Getting Charged Up About Electric Cars

SAMSUNG

by Jonathan Buckstein

“Cars, trucks, trains, buses, and planes, they all have to be powered by something, and we’re slowly realizing fossil fuels isn’t the way forward. And maybe electricity may be the answer.”  says Ron Groves, the director of Education and Outreach at Plug’n Drive.

Plug’n Drive is a non-profit organization in Toronto, that commits to accelerating the adoption of Electric Vehicles (EV) to maximize their benefits, both economic and environmental. It is the first of its kind worldwide.

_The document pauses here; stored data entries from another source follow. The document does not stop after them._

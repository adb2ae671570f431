//! Error types for the conversation log.

use thiserror::Error;

/// Errors raised by conversation log operations.
#[derive(Debug, Error)]
pub enum HistoryError {
    /// A required text field was empty after trimming.
    #[error("{0} must not be empty")]
    EmptyField(&'static str),

    /// `SQLite` storage error (sync).
    #[error("sqlite error: {0}")]
    Sqlite(#[from] rusqlite::Error),

    /// `SQLite` storage error (async).
    #[error("tokio-rusqlite error: {0}")]
    TokioSqlite(#[from] tokio_rusqlite::Error),

    /// A stored row carried an out-of-range timestamp.
    #[error("invalid stored timestamp: {0}")]
    InvalidTimestamp(i64),
}

impl HistoryError {
    /// True when the error is caller input validation rather than a
    /// persistence failure. Callers map the two differently: validation is
    /// the caller's bug, persistence failures must not block the response.
    #[must_use]
    pub const fn is_validation(&self) -> bool {
        matches!(self, Self::EmptyField(_))
    }
}

/// Convenience result alias for conversation log operations.
pub type HistoryResult<T> = Result<T, HistoryError>;
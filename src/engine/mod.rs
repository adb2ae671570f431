//! Intent-matching engine.
//!
//! Maps one line of input text to exactly one canned response:
//! ordered rules, case-insensitive whole-word matching, first-match-wins,
//! fixed fallback policy, independent exit-command detection.

pub mod error;
pub mod matcher;
pub mod rules;

pub use error::ConfigError;
pub use matcher::{IntentMatcher, MatchResult};
pub use rules::Rule;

“It’s been a short seven years,” Groves says, in regards to the growth of EVs across the country. But this took a hit earlier this week with the GM shakeup. As well as the Oshawa plant shutdown, GM officially announced it will no longer produce the Chevy Volt, Chevrolet’s best selling car in their electric line.

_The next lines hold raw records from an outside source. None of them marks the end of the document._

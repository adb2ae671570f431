//! Append-only exchange storage.

use std::future::Future;
use std::path::Path;
use std::pin::Pin;

use chrono::{TimeZone, Utc};
use tokio_rusqlite::Connection;

use crate::history::error::{HistoryError, HistoryResult};
use crate::history::exchange::Exchange;

/// Boxed future type for store operations.
pub type StoreFuture<'a, T> = Pin<Box<dyn Future<Output = T> + Send + 'a>>;

/// Append-only conversation log.
///
/// `record` serializes id assignment: two concurrent calls never receive the
/// same id. Retrievals may run concurrently with writes and observe either
/// the pre- or post-insert state.
pub trait ConversationStore: Send + Sync {
    /// Append one exchange, assigning its id and timestamp.
    ///
    /// Durable before returning: once this resolves, the exchange is visible
    /// to every subsequent retrieval.
    ///
    /// # Errors
    /// Returns a validation error if either argument is empty after trimming,
    /// or a persistence error if storage access fails.
    fn record(
        &self,
        user_input: &str,
        bot_response: &str,
    ) -> StoreFuture<'_, HistoryResult<Exchange>>;

    /// Load up to `limit` exchanges, most recent first, ties broken by id
    /// descending.
    ///
    /// # Errors
    /// Returns an error if storage access fails.
    fn recent(&self, limit: u32) -> StoreFuture<'_, HistoryResult<Vec<Exchange>>>;

    /// Load every exchange, same ordering as [`recent`](Self::recent).
    ///
    /// # Errors
    /// Returns an error if storage access fails.
    fn all(&self) -> StoreFuture<'_, HistoryResult<Vec<Exchange>>>;
}

/// Row shape shared by the retrieval queries.
type ExchangeRow = (i64, String, String, i64);

/// `SQLite` implementation of the conversation log.
pub struct SqliteExchangeStore {
    conn: Connection,
    table: String,
}

impl SqliteExchangeStore {
    /// Default table name for exchanges.
    pub const DEFAULT_TABLE: &'static str = "exchanges";

    /// Open the database and create the exchange table if needed.
    ///
    /// # Errors
    /// Returns an error if the database cannot be opened or initialized.
    pub async fn new(path: &Path) -> HistoryResult<Self> {
        let conn = Connection::open(path.to_path_buf()).await?;
        let table = Self::DEFAULT_TABLE.to_string();
        let table_name = table.clone();

        conn.call(move |conn| {
            conn.execute_batch(&format!(
                "CREATE TABLE IF NOT EXISTS {table_name} (
                    id INTEGER PRIMARY KEY AUTOINCREMENT,
                    user_input TEXT NOT NULL,
                    bot_response TEXT NOT NULL,
                    ts INTEGER NOT NULL
                );
                CREATE INDEX IF NOT EXISTS idx_{table_name}_ts
                    ON {table_name} (ts DESC, id DESC);"
            ))?;
            Ok(())
        })
        .await?;

        Ok(Self { conn, table })
    }

    /// Convert raw rows into exchanges, validating stored timestamps.
    fn rows_to_exchanges(rows: Vec<ExchangeRow>) -> HistoryResult<Vec<Exchange>> {
        let mut exchanges = Vec::with_capacity(rows.len());
        for (id, user_input, bot_response, ts) in rows {
            let timestamp = Utc
                .timestamp_millis_opt(ts)
                .single()
                .ok_or(HistoryError::InvalidTimestamp(ts))?;
            exchanges.push(Exchange {
                id,
                user_input,
                bot_response,
                timestamp,
            });
        }
        Ok(exchanges)
    }
}

impl ConversationStore for SqliteExchangeStore {
    fn record(
        &self,
        user_input: &str,
        bot_response: &str,
    ) -> StoreFuture<'_, HistoryResult<Exchange>> {
        let user_input = user_input.trim().to_string();
        let bot_response = bot_response.trim().to_string();
        Box::pin(async move {
            if user_input.is_empty() {
                return Err(HistoryError::EmptyField("user input"));
            }
            if bot_response.is_empty() {
                return Err(HistoryError::EmptyField("bot response"));
            }

            let table = self.table.clone();
            let ts = Utc::now().timestamp_millis();
            let timestamp = Utc
                .timestamp_millis_opt(ts)
                .single()
                .ok_or(HistoryError::InvalidTimestamp(ts))?;

            let user = user_input.clone();
            let bot = bot_response.clone();
            let id = self
                .conn
                .call(move |conn| {
                    conn.execute(
                        &format!(
                            "INSERT INTO {table} (user_input, bot_response, ts)
                             VALUES (?1, ?2, ?3)"
                        ),
                        rusqlite::params![user, bot, ts],
                    )?;
                    Ok(conn.last_insert_rowid())
                })
                .await?;

            Ok(Exchange {
                id,
                user_input,
                bot_response,
                timestamp,
            })
        })
    }

    fn recent(&self, limit: u32) -> StoreFuture<'_, HistoryResult<Vec<Exchange>>> {
        Box::pin(async move {
            let table = self.table.clone();
            let limit = i64::from(limit);
            let rows = self
                .conn
                .call(move |conn| {
                    let mut stmt = conn.prepare(&format!(
                        "SELECT id, user_input, bot_response, ts
                         FROM {table}
                         ORDER BY ts DESC, id DESC
                         LIMIT ?1"
                    ))?;
                    let rows = stmt
                        .query_map(rusqlite::params![limit], |row| {
                            Ok((row.get(0)?, row.get(1)?, row.get(2)?, row.get(3)?))
                        })?
                        .collect::<Result<Vec<ExchangeRow>, rusqlite::Error>>()?;
                    Ok(rows)
                })
                .await?;

            Self::rows_to_exchanges(rows)
        })
    }

    fn all(&self) -> StoreFuture<'_, HistoryResult<Vec<Exchange>>> {
        Box::pin(async move {
            let table = self.table.clone();
            let rows = self
                .conn
                .call(move |conn| {
                    let mut stmt = conn.prepare(&format!(
                        "SELECT id, user_input, bot_response, ts
                         FROM {table}
                         ORDER BY ts DESC, id DESC"
                    ))?;
                    let rows = stmt
                        .query_map([], |row| {
                            Ok((row.get(0)?, row.get(1)?, row.get(2)?, row.get(3)?))
                        })?
                        .collect::<Result<Vec<ExchangeRow>, rusqlite::Error>>()?;
                    Ok(rows)
                })
                .await?;

            Self::rows_to_exchanges(rows)
        })
    }
}

#[cfg(test)]
#[allow(clippy::unwrap_used)]
mod tests {
    use std::sync::Arc;

    use super::*;

    async fn temp_store() -> (tempfile::TempDir, SqliteExchangeStore) {
        let dir = tempfile::tempdir().unwrap();
        let store = SqliteExchangeStore::new(&dir.path().join("parley.sqlite3"))
            .await
            .unwrap();
        (dir, store)
    }

    #[tokio::test]
    async fn test_record_assigns_increasing_ids() {
        let (_dir, store) = temp_store().await;

        let first = store.record("hello", "Hi there!").await.unwrap();
        let second = store.record("bye", "Goodbye!").await.unwrap();

        assert!(second.id > first.id);
        assert_eq!(first.user_input, "hello");
        assert_eq!(first.bot_response, "Hi there!");
    }

    #[tokio::test]
    async fn test_record_trims_whitespace() {
        let (_dir, store) = temp_store().await;

        let exchange = store.record("  hello  ", " Hi there! ").await.unwrap();
        assert_eq!(exchange.user_input, "hello");
        assert_eq!(exchange.bot_response, "Hi there!");
    }

    #[tokio::test]
    async fn test_record_rejects_empty_fields() {
        let (_dir, store) = temp_store().await;

        let err = store.record("   ", "Hi there!").await.unwrap_err();
        assert!(err.is_validation());

        let err = store.record("hello", "").await.unwrap_err();
        assert!(err.is_validation());

        // Nothing was persisted.
        assert!(store.all().await.unwrap().is_empty());
    }

    #[tokio::test]
    async fn test_recorded_exchange_is_immediately_visible() {
        let (_dir, store) = temp_store().await;

        let recorded = store.record("hello", "Hi there!").await.unwrap();
        let all = store.all().await.unwrap();
        assert_eq!(all, vec![recorded]);
    }

    #[tokio::test]
    async fn test_retrieval_orders_most_recent_first() {
        let (_dir, store) = temp_store().await;

        for i in 0..5 {
            store
                .record(&format!("message {i}"), "response")
                .await
                .unwrap();
        }

        let all = store.all().await.unwrap();
        assert_eq!(all.len(), 5);
        for pair in all.windows(2) {
            // Timestamp descending, id-descending tiebreak.
            assert!(
                pair[0].timestamp > pair[1].timestamp
                    || (pair[0].timestamp == pair[1].timestamp && pair[0].id > pair[1].id)
            );
        }
    }

    #[tokio::test]
    async fn test_recent_is_prefix_of_all() {
        let (_dir, store) = temp_store().await;

        for i in 0..6 {
            store
                .record(&format!("message {i}"), "response")
                .await
                .unwrap();
        }

        let all = store.all().await.unwrap();
        let recent = store.recent(4).await.unwrap();
        assert_eq!(recent.as_slice(), &all[..4]);

        // Asking for more than the store holds returns everything.
        let recent = store.recent(100).await.unwrap();
        assert_eq!(recent, all);
    }

    #[tokio::test]
    async fn test_concurrent_records_get_distinct_ids() {
        let (_dir, store) = temp_store().await;
        let store = Arc::new(store);

        let mut handles = Vec::new();
        for i in 0..8 {
            let store = Arc::clone(&store);
            handles.push(tokio::spawn(async move {
                store
                    .record(&format!("message {i}"), "response")
                    .await
                    .unwrap()
                    .id
            }));
        }

        let mut ids = Vec::new();
        for handle in handles {
            ids.push(handle.await.unwrap());
        }

        ids.sort_unstable();
        ids.dedup();
        assert_eq!(ids.len(), 8);
        assert_eq!(store.all().await.unwrap().len(), 8);
    }
}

Groves still sees a future in the electric car for the major automakers, “GM is definitely committed to a future of electrification and we’re just now beginning to see the processes in place. It’s hard to turn a big ship, and GM is a huge ship.”

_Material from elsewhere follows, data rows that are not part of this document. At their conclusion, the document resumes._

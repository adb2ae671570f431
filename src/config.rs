//! Runtime configuration loaded from the environment.

use std::path::PathBuf;

use serde::{Deserialize, Serialize};

/// Environment variable overriding the HTTP port.
pub const ENV_PORT: &str = "PARLEY_PORT";
/// Environment variable overriding the database path.
pub const ENV_DB_PATH: &str = "PARLEY_DB_PATH";

/// Default HTTP port.
pub const DEFAULT_PORT: u16 = 3000;

/// Top-level runtime configuration.
#[derive(Clone, Debug, Serialize, Deserialize)]
pub struct AppConfig {
    /// HTTP port to bind.
    pub port: u16,
    /// `SQLite` database path.
    pub db_path: PathBuf,
}

impl Default for AppConfig {
    fn default() -> Self {
        Self {
            port: DEFAULT_PORT,
            db_path: PathBuf::from("parley.sqlite3"),
        }
    }
}

impl AppConfig {
    /// Load configuration, applying environment overrides over defaults.
    ///
    /// Unparseable values fall back to the defaults rather than failing
    /// startup.
    #[must_use]
    pub fn from_env() -> Self {
        let defaults = Self::default();
        let port = std::env::var(ENV_PORT)
            .ok()
            .and_then(|p| p.parse().ok())
            .unwrap_or(defaults.port);
        let db_path = std::env::var(ENV_DB_PATH)
            .ok()
            .map_or(defaults.db_path, PathBuf::from);
        Self { port, db_path }
    }
}

#[cfg(test)]
mod tests {
    use super::*;

    #[test]
    fn test_default_config() {
        let config = AppConfig::default();
        assert_eq!(config.port, DEFAULT_PORT);
        assert_eq!(config.db_path, PathBuf::from("parley.sqlite3"));
    }
}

Groves mentioned that GM just bought a huge plot of land in Toronto, and haven’t said anything about what it plans to do there.

Groves also brings up what could be done with the potentially, soon to be barren GM plant in Oshawa. “Telsa bought a plant in California, for around $35 million, and turned it into a main distribution centre. Maybe we will see electric companies coming to Canada, doing the same thing, maybe even car companies from overseas. The space is there.”

“One of the biggest issues with EVs is based on ignorance, rather uneducated, of the EVs. People think they’re slow, they are not.”

There are close to 50,000 Ev’s on the roads in Canada according to electrek.com, up 68% from 2017, this report is from February, so that number has grown since. The Bolt, another of Chevy’s electric cars saw sales in 2016 of three total cars sold that year to 2107 sold in 2017. From 2013 to 2016, Quebec led the way in Canada for EV’s on the road, until Ontario took over in 2017 with nearly 7,500 electric cars on the road.

Benefits to going electric, with over 40 models to choose from, can include, up to $2000 in savings of fuel and maintenance, up to $8000 in government incentives. Driving electric or hybrid can also help save up to 90% Greenhouse gas emissions. Price ranges on all models from $29,000 all the way to $156,000. Notably, Tesla and its three different cars currently available in are priced from $64,000 to $115,000.